I’ve cut out the 3 main parts, rather roughly I’m afraid, and if I have time today I’ll try bending and tacking them up. I’ll need to make some internal braces just to make the weld up easier. I’ll TIG weld the tacks, then I think I’ll use the MIG welder for the final weld up. It would be sort of silly for me to TIG the long welds.
#1 by famillysyncro on August 1, 2013 - 3:10 pm
It is going to look sweet…..
#2 by albell on August 1, 2013 - 6:38 pm
I hope so, especially when I grind my welds smooth 🙂
#3 by Tim Risk on August 2, 2013 - 6:34 am
I built an experimental house that had large framing members made of 1/4 inch aluminum welded into “box” shapes weld seams at the outside corners. We finished these welds by running a standard carbide router bit with a guide bearing around the edges. Much cleaner than grinding
#4 by albell on August 2, 2013 - 7:20 am
you’re spot on. We use a standard woodworking router to radius some parts at work (router table, pilot bit). One gotcha with the bumper is that the top and bottom plates are not at right angles to the face plate. I haven’t held the router up to the bumper yet to see how it will work, might, might not.
#5 by Pz on August 2, 2013 - 6:18 pm
Looking good Alistair.
Your welding skills and finesse are looking good.
Choice of Al alloy is the same Volvo utilized when producing their extruded
5 mph bumpers for the 240 Series Cars.. The thickness was variable but, averaged
around 1/8″ to nearly 5/16″, depending where, in the extrusion…
They were stiff as a 14 year old’s johnson.
May recall, I used a pair of 240 Volvo bumpers, modified to fit onto my Westy.
Grinding and sanding the joints and cuts were the most time consuming part of the project.

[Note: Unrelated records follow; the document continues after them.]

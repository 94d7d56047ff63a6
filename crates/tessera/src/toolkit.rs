//! The toolkit handle: process-wide key tables plus configuration.
//!
//! Every registry and window manager holds a clone of the same [`Toolkit`];
//! clones share the key recognizer and key names. Create one with
//! [`Toolkit::init`] at startup and call [`Toolkit::shutdown`] when done.

use std::fmt;
use std::sync::Arc;

use parking_lot::{RwLock, RwLockReadGuard};
use tessera_core::logging::targets;
use tessera_style::StyleConfig;

use crate::key::{KeyNames, KeyRecognizer, SharedKeyRecognizer};

/// Shared handle to the toolkit's process-wide state.
#[derive(Clone)]
pub struct Toolkit {
    recognizer: SharedKeyRecognizer,
    names: Arc<RwLock<KeyNames>>,
    config: Arc<StyleConfig>,
}

impl Default for Toolkit {
    fn default() -> Self {
        Self::init(StyleConfig::default())
    }
}

impl fmt::Debug for Toolkit {
    fn fmt(&self, f: &mut fmt::Formatter<'_>) -> fmt::Result {
        f.debug_struct("Toolkit")
            .field("triggers_empty", &self.recognizer.read().is_empty())
            .field("general", self.config.general())
            .finish_non_exhaustive()
    }
}

impl Toolkit {
    /// Initialise the toolkit with a configuration.
    pub fn init(config: StyleConfig) -> Self {
        tracing::debug!(
            target: targets::KEYS,
            workspaces = config.workspaces().len(),
            "toolkit initialised"
        );
        Self {
            recognizer: KeyRecognizer::shared(),
            names: Arc::new(RwLock::new(KeyNames::xterm())),
            config: Arc::new(config),
        }
    }

    /// Tear down the shared key tables.
    ///
    /// Registries still alive after this call release nothing further.
    pub fn shutdown(self) {
        self.recognizer.write().clear();
        tracing::debug!(target: targets::KEYS, "toolkit shut down");
    }

    /// The recognizer of every bound trigger.
    pub fn recognizer(&self) -> &SharedKeyRecognizer {
        &self.recognizer
    }

    /// Read access to the key-name table.
    pub fn names(&self) -> RwLockReadGuard<'_, KeyNames> {
        self.names.read()
    }

    /// Override the sequence of a named key (from terminal capabilities).
    pub fn set_key_sequence(&self, name: &str, sequence: &[u8]) {
        self.names.write().set_sequence(name, sequence);
    }

    pub fn config(&self) -> &StyleConfig {
        &self.config
    }

    /// Human-readable key name to trigger bytes.
    pub fn translate(&self, human: &str) -> Option<Vec<u8>> {
        self.names.read().translate(human)
    }

    /// Trigger bytes to a human-readable key name.
    pub fn lookup(&self, trigger: &[u8]) -> Option<String> {
        self.names.read().lookup(trigger)
    }
}

#[cfg(test)]
mod tests {
    use super::*;

    #[test]
    fn test_clones_share_recognizer() {
        let toolkit = Toolkit::default();
        let other = toolkit.clone();
        toolkit.recognizer().write().add(b"\x01");
        assert!(other.recognizer().read().contains(b"\x01"));
        other.shutdown();
        assert!(toolkit.recognizer().read().is_empty());
    }

    #[test]
    fn test_key_sequence_override() {
        let toolkit = Toolkit::default();
        toolkit.set_key_sequence("home", b"\x1b[1~");
        assert_eq!(toolkit.translate("home"), Some(b"\x1b[1~".to_vec()));
        assert_eq!(toolkit.lookup(b"\x1b[1~").as_deref(), Some("home"));
    }
}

I finished with a wet sanded (120 grit carbide) finish.. Easily cleaned up when necessary with
more wet sanding. I would prefer to have them anodized but… that means Vancouver shipping!
For weight saving… I still stand on; your lab rats otta mould up some carbon fibre ones
made on the oem glass fibre ones… Add some kevlar and you could hang a spare tire
or whatever off that bumper!
#6 by albell on August 2, 2013 - 7:19 pm
I recall your Volvo bumpers, they looks good on the van.
As to carbon fibre, well, you priced resin and carbon fibre cloth recently?
And it would probably need to be vacuum bagged….so need to make a mold….
#7 by Pz on August 2, 2013 - 9:33 pm
Carbon and Kevlar cloth…. cost’s like gold!
Darn Wars and Police Protection of late.
Epoxy resin… same old same old… Good Stuff!
The mould….shoot… use an old fibreglass bumper as a mould?
Ps I paddle a kevlar canoe so realize the cost associated with
#8 by albell on August 2, 2013 - 9:46 pm
Ok Phil, I’ll bite after you go first 🙂
How about a carbon fibre pop top ?
#9 by Francis X. Watts on August 21, 2013 - 8:01 am
Yes, a carbon fiber Pop top would be a cool idea. I have been thinking about that too.
#10 by albell on August 21, 2013 - 8:09 am
Project has been on hold while I do actual work. But I have started on the trailer hitch – steel tubing etc – that will go behind the aluminum and mount to frame just like the factory set up.
A carbon fiber pop top is interesting, but I would lean towards a double walled lay-up with a foam core. For insulation and stiffness. Carbon fibre might not be needed, some other fabric perhaps – kevlar? or that that polyolefin (I think) stuff.